Exercise description: Each line from the first down to the one containing "speech (0.0 - 1.0)" should be returned exactly as it appears below.

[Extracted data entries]
Content starts

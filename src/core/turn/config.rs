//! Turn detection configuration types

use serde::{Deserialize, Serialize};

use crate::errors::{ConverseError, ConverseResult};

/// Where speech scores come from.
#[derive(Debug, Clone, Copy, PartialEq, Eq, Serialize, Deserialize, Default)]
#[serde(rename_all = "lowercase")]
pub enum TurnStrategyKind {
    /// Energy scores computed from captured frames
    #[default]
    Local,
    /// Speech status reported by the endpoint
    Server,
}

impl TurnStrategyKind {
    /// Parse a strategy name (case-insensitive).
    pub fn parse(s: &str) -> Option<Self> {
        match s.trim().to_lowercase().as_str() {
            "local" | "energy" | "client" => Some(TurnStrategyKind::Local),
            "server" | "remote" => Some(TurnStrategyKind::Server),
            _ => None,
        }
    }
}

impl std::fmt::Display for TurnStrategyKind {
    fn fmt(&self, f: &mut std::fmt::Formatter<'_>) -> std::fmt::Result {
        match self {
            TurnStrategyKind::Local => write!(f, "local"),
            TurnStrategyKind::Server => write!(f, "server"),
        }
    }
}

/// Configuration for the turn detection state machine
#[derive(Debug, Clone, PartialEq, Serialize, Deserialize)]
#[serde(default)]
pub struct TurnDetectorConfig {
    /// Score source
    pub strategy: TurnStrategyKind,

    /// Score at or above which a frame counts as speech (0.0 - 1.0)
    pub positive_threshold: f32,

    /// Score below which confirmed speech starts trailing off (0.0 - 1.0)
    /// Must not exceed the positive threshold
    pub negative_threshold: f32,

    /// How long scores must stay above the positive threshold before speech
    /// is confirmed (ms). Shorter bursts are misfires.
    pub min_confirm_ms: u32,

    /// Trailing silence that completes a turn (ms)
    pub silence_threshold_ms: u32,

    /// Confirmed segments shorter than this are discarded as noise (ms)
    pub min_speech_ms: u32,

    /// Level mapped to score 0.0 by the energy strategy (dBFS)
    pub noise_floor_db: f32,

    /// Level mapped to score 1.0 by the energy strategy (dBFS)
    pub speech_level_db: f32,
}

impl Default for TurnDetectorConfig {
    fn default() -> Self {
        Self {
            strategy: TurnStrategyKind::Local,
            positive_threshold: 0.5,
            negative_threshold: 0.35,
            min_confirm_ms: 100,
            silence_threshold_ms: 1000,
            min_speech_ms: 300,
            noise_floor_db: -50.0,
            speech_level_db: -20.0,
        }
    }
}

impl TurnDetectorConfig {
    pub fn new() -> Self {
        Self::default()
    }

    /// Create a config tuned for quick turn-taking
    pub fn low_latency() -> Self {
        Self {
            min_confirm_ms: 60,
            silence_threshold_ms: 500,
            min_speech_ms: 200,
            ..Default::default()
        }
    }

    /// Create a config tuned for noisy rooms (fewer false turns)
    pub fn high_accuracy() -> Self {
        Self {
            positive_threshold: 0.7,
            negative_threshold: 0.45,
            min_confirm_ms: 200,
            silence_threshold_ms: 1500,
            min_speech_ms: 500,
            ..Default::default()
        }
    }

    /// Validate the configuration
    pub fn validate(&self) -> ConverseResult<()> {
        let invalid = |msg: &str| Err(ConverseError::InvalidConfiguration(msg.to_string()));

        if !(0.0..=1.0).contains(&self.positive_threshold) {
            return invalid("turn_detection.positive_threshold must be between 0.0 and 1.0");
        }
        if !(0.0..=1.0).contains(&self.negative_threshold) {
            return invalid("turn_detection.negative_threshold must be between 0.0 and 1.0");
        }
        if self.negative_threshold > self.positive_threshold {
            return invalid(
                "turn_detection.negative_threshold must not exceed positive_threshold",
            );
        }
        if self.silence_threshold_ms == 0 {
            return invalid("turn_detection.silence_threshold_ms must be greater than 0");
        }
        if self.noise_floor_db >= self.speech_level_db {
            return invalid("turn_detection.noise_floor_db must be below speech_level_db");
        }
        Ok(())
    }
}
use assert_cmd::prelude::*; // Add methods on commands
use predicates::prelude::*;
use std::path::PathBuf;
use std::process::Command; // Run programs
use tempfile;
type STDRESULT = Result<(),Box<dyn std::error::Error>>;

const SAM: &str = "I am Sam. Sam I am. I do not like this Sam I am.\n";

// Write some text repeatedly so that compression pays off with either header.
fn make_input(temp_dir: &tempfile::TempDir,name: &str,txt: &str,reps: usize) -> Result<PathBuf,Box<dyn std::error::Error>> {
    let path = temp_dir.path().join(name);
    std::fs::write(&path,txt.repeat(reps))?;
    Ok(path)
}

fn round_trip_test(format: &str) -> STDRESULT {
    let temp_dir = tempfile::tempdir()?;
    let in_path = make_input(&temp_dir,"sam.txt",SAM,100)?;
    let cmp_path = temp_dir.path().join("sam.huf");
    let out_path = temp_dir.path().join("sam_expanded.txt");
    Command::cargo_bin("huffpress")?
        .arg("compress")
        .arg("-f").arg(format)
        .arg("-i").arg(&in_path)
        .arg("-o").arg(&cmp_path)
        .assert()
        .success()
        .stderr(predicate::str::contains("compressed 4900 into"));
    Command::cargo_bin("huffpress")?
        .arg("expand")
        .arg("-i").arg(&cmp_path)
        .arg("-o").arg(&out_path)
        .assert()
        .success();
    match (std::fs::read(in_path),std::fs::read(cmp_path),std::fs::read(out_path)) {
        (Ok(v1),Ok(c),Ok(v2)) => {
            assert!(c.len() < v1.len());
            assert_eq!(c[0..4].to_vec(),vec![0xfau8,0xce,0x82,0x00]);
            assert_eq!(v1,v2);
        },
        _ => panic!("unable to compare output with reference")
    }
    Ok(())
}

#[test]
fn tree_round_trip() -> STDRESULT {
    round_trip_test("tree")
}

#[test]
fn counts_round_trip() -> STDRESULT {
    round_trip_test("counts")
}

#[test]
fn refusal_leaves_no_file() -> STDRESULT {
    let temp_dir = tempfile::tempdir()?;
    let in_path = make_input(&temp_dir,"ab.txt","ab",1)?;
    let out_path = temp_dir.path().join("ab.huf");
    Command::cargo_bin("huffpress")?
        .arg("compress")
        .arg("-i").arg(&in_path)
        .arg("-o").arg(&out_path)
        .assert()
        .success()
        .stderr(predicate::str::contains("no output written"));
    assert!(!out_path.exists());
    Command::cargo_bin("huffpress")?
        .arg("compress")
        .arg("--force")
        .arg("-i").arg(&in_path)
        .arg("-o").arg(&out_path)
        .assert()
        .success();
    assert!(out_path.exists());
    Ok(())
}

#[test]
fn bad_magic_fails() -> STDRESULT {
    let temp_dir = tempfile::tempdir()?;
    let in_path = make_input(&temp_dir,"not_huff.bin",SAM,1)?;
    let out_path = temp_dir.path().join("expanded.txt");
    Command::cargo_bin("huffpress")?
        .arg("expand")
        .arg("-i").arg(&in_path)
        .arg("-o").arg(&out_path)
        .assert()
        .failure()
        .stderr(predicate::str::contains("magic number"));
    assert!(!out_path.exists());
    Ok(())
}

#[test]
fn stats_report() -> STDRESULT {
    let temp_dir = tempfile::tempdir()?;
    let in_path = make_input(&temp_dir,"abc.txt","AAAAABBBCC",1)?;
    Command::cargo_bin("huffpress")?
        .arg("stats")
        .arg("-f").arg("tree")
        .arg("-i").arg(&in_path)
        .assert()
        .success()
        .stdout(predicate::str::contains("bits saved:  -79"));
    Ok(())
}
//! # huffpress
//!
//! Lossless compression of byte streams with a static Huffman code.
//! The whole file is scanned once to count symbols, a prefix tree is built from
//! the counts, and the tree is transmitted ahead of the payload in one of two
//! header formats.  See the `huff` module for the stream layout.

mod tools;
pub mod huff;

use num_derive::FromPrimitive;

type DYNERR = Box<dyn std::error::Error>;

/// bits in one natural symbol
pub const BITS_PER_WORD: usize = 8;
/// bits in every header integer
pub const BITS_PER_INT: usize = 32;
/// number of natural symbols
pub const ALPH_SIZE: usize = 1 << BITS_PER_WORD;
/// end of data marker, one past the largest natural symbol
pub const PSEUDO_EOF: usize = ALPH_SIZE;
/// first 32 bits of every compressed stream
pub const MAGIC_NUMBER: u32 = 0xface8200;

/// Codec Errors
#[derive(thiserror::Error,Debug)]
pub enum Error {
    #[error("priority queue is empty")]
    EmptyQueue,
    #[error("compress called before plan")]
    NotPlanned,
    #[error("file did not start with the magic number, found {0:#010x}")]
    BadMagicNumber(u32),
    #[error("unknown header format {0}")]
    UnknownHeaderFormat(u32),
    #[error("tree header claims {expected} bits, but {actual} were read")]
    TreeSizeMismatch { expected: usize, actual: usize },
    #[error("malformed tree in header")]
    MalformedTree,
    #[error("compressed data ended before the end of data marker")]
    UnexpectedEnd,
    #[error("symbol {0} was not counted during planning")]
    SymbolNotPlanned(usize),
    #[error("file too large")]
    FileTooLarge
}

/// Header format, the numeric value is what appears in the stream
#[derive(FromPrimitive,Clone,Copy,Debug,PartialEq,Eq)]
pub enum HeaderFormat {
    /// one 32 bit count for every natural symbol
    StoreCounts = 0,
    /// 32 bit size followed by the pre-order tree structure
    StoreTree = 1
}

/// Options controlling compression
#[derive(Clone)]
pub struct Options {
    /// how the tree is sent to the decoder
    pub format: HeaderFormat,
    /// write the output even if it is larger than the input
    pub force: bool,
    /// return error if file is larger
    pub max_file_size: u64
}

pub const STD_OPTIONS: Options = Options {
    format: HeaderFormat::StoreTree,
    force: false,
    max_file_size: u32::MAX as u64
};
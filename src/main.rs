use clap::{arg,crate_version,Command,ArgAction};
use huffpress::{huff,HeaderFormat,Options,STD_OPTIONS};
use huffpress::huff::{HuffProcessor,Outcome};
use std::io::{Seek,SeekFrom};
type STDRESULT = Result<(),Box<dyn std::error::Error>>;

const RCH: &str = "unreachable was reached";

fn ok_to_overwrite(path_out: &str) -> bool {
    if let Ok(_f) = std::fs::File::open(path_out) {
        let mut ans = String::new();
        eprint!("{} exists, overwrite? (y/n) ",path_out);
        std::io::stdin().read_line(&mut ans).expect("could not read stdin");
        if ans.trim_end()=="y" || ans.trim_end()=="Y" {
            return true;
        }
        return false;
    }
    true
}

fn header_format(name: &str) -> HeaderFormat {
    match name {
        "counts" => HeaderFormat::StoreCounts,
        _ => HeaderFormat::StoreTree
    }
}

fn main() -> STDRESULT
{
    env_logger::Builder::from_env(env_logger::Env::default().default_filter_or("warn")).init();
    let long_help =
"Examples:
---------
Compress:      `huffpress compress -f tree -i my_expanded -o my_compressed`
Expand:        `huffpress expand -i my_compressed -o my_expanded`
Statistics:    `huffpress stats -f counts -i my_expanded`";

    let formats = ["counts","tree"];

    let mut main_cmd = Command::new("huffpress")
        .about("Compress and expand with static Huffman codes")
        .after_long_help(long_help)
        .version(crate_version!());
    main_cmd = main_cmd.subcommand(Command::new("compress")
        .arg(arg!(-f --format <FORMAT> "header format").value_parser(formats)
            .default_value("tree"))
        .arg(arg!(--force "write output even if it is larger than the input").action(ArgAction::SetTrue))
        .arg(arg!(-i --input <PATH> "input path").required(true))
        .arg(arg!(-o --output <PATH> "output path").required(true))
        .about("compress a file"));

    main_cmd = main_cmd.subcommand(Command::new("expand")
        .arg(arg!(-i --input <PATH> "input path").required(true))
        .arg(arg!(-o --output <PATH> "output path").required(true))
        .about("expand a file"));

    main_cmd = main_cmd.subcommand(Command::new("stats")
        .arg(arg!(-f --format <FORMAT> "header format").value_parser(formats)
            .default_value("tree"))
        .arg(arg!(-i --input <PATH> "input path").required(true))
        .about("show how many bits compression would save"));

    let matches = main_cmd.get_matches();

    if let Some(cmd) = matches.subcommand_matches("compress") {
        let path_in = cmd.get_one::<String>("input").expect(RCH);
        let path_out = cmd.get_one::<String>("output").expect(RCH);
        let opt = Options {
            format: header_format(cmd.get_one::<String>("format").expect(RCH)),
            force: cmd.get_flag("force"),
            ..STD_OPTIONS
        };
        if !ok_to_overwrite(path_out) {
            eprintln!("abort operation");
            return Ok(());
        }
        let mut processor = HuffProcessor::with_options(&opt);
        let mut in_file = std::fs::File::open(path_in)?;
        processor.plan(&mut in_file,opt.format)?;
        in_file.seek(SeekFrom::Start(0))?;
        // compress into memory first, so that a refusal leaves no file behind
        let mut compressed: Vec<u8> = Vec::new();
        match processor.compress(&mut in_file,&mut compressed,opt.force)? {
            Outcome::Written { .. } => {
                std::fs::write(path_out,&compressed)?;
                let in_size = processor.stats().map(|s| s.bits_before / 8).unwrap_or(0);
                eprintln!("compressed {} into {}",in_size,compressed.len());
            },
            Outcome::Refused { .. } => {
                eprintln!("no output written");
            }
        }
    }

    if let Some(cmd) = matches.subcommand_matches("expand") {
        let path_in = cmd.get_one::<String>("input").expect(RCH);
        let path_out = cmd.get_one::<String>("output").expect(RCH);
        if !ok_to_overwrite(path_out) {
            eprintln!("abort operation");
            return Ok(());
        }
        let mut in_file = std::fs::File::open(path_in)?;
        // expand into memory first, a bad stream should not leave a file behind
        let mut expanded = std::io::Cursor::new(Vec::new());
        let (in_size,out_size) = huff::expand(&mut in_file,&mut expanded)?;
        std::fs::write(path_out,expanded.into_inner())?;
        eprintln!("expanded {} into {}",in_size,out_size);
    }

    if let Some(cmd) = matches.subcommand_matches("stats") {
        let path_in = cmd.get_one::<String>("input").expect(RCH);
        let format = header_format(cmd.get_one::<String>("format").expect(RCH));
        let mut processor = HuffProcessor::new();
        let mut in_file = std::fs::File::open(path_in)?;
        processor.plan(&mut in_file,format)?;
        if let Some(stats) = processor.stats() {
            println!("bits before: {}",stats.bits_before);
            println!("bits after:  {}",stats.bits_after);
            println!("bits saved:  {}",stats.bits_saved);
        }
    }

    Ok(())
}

Content ends

Final answer:
filename src/core/turn/config.rs
//! Turn detection configuration types

use serde::{Deserialize, Serialize};

use crate::errors::{ConverseError, ConverseResult};

/// Where speech scores come from.
#[derive(Debug, Clone, Copy, PartialEq, Eq, Serialize, Deserialize, Default)]
#[serde(rename_all = "lowercase")]
pub enum TurnStrategyKind {
    /// Energy scores computed from captured frames
    #[default]
    Local,
    /// Speech status reported by the endpoint
    Server,
}

impl TurnStrategyKind {
    /// Parse a strategy name (case-insensitive).
    pub fn parse(s: &str) -> Option<Self> {
        match s.trim().to_lowercase().as_str() {
            "local" | "energy" | "client" => Some(TurnStrategyKind::Local),
            "server" | "remote" => Some(TurnStrategyKind::Server),
            _ => None,
        }
    }
}

impl std::fmt::Display for TurnStrategyKind {
    fn fmt(&self, f: &mut std::fmt::Formatter<'_>) -> std::fmt::Result {
        match self {
            TurnStrategyKind::Local => write!(f, "local"),
            TurnStrategyKind::Server => write!(f, "server"),
        }
    }
}

/// Configuration for the turn detection state machine
#[derive(Debug, Clone, PartialEq, Serialize, Deserialize)]
#[serde(default)]
pub struct TurnDetectorConfig {
    /// Score source
    pub strategy: TurnStrategyKind,

    /// Score at or above which a frame counts as speech (0.0 - 1.0)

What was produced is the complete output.